The answer must consist of every line below that holds the word "MalformedPlan".

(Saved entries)
**********

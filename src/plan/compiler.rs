//! Plan Compiler.
//!
//! Turns a natural-language question plus a schema into a validated
//! [`QueryPlan`]. Semantic interpretation is delegated to the completion
//! provider; this module owns the output contract: JSON parsing into the
//! tagged plan structure and schema validation, with one corrective retry.

use std::sync::Arc;

use crate::completion::CompletionProvider;
use crate::error::{PlanError, QuarryError, Result, SchemaError};
use crate::metrics::get_metrics;
use crate::schema::SchemaDescriptor;
use crate::synth::strip_code_fences;

use super::prompts::{plan_prompt, retry_suffix};
use super::QueryPlan;

/// Compiles questions into validated query plans.
pub struct PlanCompiler {
    completion: Arc<dyn CompletionProvider>,
}

impl PlanCompiler {
    /// Create a new plan compiler.
    pub fn new(completion: Arc<dyn CompletionProvider>) -> Self {
        Self { completion }
    }

    /// Compile a question into a schema-validated query plan.
    ///
    /// Retries once with a corrective instruction when the model returns
    /// malformed structure or unresolvable references; the second failure
    /// is returned as-is. Completion transport failures are terminal.
    pub async fn compile(&self, question: &str, schema: &SchemaDescriptor) -> Result<QueryPlan> {
        let question = question.trim();
        if question.is_empty() {
            return Err(PlanError::EmptyQuestion.into());
        }
        if schema.is_empty() {
            return Err(SchemaError::Empty.into());
        }

        let prompt = plan_prompt(question, schema);
        let response = self.completion.complete(&prompt).await?;

        let failure = match Self::parse_and_validate(&response, schema) {
            Ok(plan) => {
                tracing::debug!(tables = ?plan.tables, "Plan compiled on first attempt");
                return Ok(plan);
            }
            Err(e) => e,
        };

        tracing::warn!(error = %failure, "Plan rejected, retrying with corrective instruction");
        get_metrics().plan_retries_total.inc();

        let retry_prompt = format!("{}{}", prompt, retry_suffix(&failure.to_string()));
        let response = self.completion.complete(&retry_prompt).await?;

        match Self::parse_and_validate(&response, schema) {
            Ok(plan) => {
                tracing::debug!(tables = ?plan.tables, "Plan compiled on corrective retry");
                Ok(plan)
            }
            Err(e) => Err(QuarryError::Plan(e)),
        }
    }

    /// Parse a raw model response into a plan and validate it.
    fn parse_and_validate(
        response: &str,
        schema: &SchemaDescriptor,
    ) -> std::result::Result<QueryPlan, PlanError> {
        let cleaned = strip_code_fences(response);
        let plan: QueryPlan = serde_json::from_str(&cleaned)
            .map_err(|e| PlanError::MalformedPlan(e.to_string()))?;
        plan.validate(schema)?;
        Ok(plan)
    }
}

#[cfg(test)]
mod tests {
    use super::*;
    use crate::schema::{ColumnDescriptor, TableDescriptor};
    use async_trait::async_trait;
    use std::collections::VecDeque;
    use std::sync::Mutex;

    /// Replays a scripted sequence of responses.
    struct ScriptedCompletion {
        responses: Mutex<VecDeque<String>>,
    }

    impl ScriptedCompletion {
        fn new(responses: Vec<&str>) -> Arc<Self> {
            Arc::new(Self {
                responses: Mutex::new(responses.into_iter().map(String::from).collect()),
            })
        }
    }

    #[async_trait]
    impl CompletionProvider for ScriptedCompletion {
        async fn complete(&self, _prompt: &str) -> Result<String> {
            self.responses
                .lock()
                .unwrap()
                .pop_front()
                .ok_or_else(|| crate::error::CompletionError::EmptyResponse.into())
        }
    }

    fn sales_schema() -> SchemaDescriptor {
        SchemaDescriptor::new(vec![TableDescriptor::new(
            "sales",
            vec![
                ColumnDescriptor::new("country", "STRING"),
                ColumnDescriptor::new("amount", "FLOAT64"),
            ],
        )])
    }

    const GOOD_PLAN: &str = r#"{"tables":["sales"],"fields":[{"column":"country"}],"limit":10}"#;

    #[tokio::test]
    async fn test_compile_valid_plan() {
        let compiler = PlanCompiler::new(ScriptedCompletion::new(vec![GOOD_PLAN]));
        let plan = compiler.compile("countries", &sales_schema()).await.unwrap();
        assert_eq!(plan.tables, vec!["sales"]);
    }

    #[tokio::test]
    async fn test_compile_strips_markdown_fences() {
        let fenced = format!("```json\n{}\n```", GOOD_PLAN);
        let compiler = PlanCompiler::new(ScriptedCompletion::new(vec![&fenced]));
        assert!(compiler.compile("countries", &sales_schema()).await.is_ok());
    }

    #[tokio::test]
    async fn test_retry_recovers_from_malformed_first_attempt() {
        let compiler =
            PlanCompiler::new(ScriptedCompletion::new(vec!["not json at all", GOOD_PLAN]));
        let plan = compiler.compile("countries", &sales_schema()).await.unwrap();
        assert_eq!(plan.tables, vec!["sales"]);
    }

    #[tokio::test]
    async fn test_unknown_aggregate_rejected_then_retried() {
        // A plan naming an unrecognized aggregate function is malformed, so
        // the corrective retry fires instead of a silent column fallback.
        let bad = r#"{"tables":["sales"],"fields":[{"aggregate":"median","column":"amount"}]}"#;
        let compiler = PlanCompiler::new(ScriptedCompletion::new(vec![bad, GOOD_PLAN]));
        let plan = compiler.compile("median amount", &sales_schema()).await.unwrap();
        assert_eq!(plan.tables, vec!["sales"]);
    }

    #[tokio::test]
    async fn test_second_failure_is_terminal() {
        let compiler =
            PlanCompiler::new(ScriptedCompletion::new(vec!["garbage", "more garbage"]));
        let err = compiler
            .compile("countries", &sales_schema())
            .await
            .unwrap_err();
        assert!(matches!(
            err,
            QuarryError::Plan(PlanError::MalformedPlan(_))
        ));
    }

    #[tokio::test]
    async fn test_unknown_table_after_retry() {
        let bad = r#"{"tables":["salez"],"fields":[{"column":"country"}]}"#;
        let compiler = PlanCompiler::new(ScriptedCompletion::new(vec![bad, bad]));
        let err = compiler
            .compile("countries", &sales_schema())
            .await
            .unwrap_err();
        assert!(matches!(
            err,
            QuarryError::Plan(PlanError::NoMatchingTable(_))
        ));
    }

    #[tokio::test]
    async fn test_empty_question_rejected() {
        let compiler = PlanCompiler::new(ScriptedCompletion::new(vec![GOOD_PLAN]));
        let err = compiler.compile("   ", &sales_schema()).await.unwrap_err();
        assert!(matches!(err, QuarryError::Plan(PlanError::EmptyQuestion)));
    }

    #[tokio::test]
    async fn test_empty_schema_rejected() {
        let compiler = PlanCompiler::new(ScriptedCompletion::new(vec![GOOD_PLAN]));
        let err = compiler
            .compile("countries", &SchemaDescriptor::default())
            .await
            .unwrap_err();
        assert!(matches!(err, QuarryError::Schema(SchemaError::Empty)));
    }
}
//! SQL synthesis and the read-only safety gate.

mod safety;
mod synthesizer;

pub use safety::{enforce_limit, read_only_violation, strip_code_fences};
pub use synthesizer::{GeneratedQuery, QuerySynthesizer};
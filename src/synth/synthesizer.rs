//! Query Synthesizer.
//!
//! Converts a validated plan (or, on the fallback path, the raw question)
//! into a single executable statement. Synthesis is delegated to the
//! completion provider; this module owns the safety post-processing:
//! prose stripping, the read-only gate, and row-limit enforcement.

use std::sync::Arc;

use serde::{Deserialize, Serialize};

use crate::completion::CompletionProvider;
use crate::error::{Result, SynthesisError};
use crate::metrics::get_metrics;
use crate::plan::{direct_sql_prompt, sql_prompt, QueryPlan};
use crate::schema::SchemaDescriptor;

use super::safety::{enforce_limit, read_only_violation, strip_code_fences};

/// A single executable statement, immutable once produced.
#[derive(Debug, Clone, PartialEq, Eq, Serialize, Deserialize)]
pub struct GeneratedQuery(String);

impl GeneratedQuery {
    pub fn as_str(&self) -> &str {
        &self.0
    }

    pub fn into_inner(self) -> String {
        self.0
    }
}

impl std::fmt::Display for GeneratedQuery {
    fn fmt(&self, f: &mut std::fmt::Formatter<'_>) -> std::fmt::Result {
        f.write_str(&self.0)
    }
}

/// Synthesizes plans and questions into bounded read-only statements.
pub struct QuerySynthesizer {
    completion: Arc<dyn CompletionProvider>,
    /// System-wide maximum row count; every statement leaves here with an
    /// explicit LIMIT no greater than this.
    max_rows: usize,
}

impl QuerySynthesizer {
    /// Create a new synthesizer.
    pub fn new(completion: Arc<dyn CompletionProvider>, max_rows: usize) -> Self {
        Self {
            completion,
            max_rows,
        }
    }

    /// Synthesize a statement from a validated query plan.
    pub async fn synthesize(
        &self,
        plan: &QueryPlan,
        schema: &SchemaDescriptor,
    ) -> Result<GeneratedQuery> {
        let prompt = sql_prompt(plan, schema, self.max_rows);
        let raw = self.completion.complete(&prompt).await?;
        self.finish(&raw, plan.limit)
    }

    /// Fallback path: synthesize straight from the question, skipping the
    /// structured plan. Subject to the same gate and limit enforcement.
    pub async fn synthesize_direct(
        &self,
        question: &str,
        schema: &SchemaDescriptor,
    ) -> Result<GeneratedQuery> {
        let prompt = direct_sql_prompt(question, schema, self.max_rows);
        let raw = self.completion.complete(&prompt).await?;
        self.finish(&raw, None)
    }

    /// Shared post-processing: strip, gate, bound.
    fn finish(&self, raw: &str, limit_hint: Option<u32>) -> Result<GeneratedQuery> {
        let sql = strip_code_fences(raw);
        if sql.is_empty() {
            return Err(SynthesisError::EmptyStatement.into());
        }

        if let Some(violation) = read_only_violation(&sql) {
            tracing::warn!(%violation, "Rejected unsafe statement");
            get_metrics().unsafe_statements_total.inc();
            return Err(SynthesisError::UnsafeStatement(violation).into());
        }

        let default_limit = limit_hint
            .map(|h| (h as usize).min(self.max_rows))
            .unwrap_or(self.max_rows);
        let bounded = enforce_limit(&sql, default_limit, self.max_rows);

        Ok(GeneratedQuery(bounded))
    }
}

**********

**WRITTEN ANSWER**
            .map_err(|e| PlanError::MalformedPlan(e.to_string()))?;
            QuarryError::Plan(PlanError::MalformedPlan(_))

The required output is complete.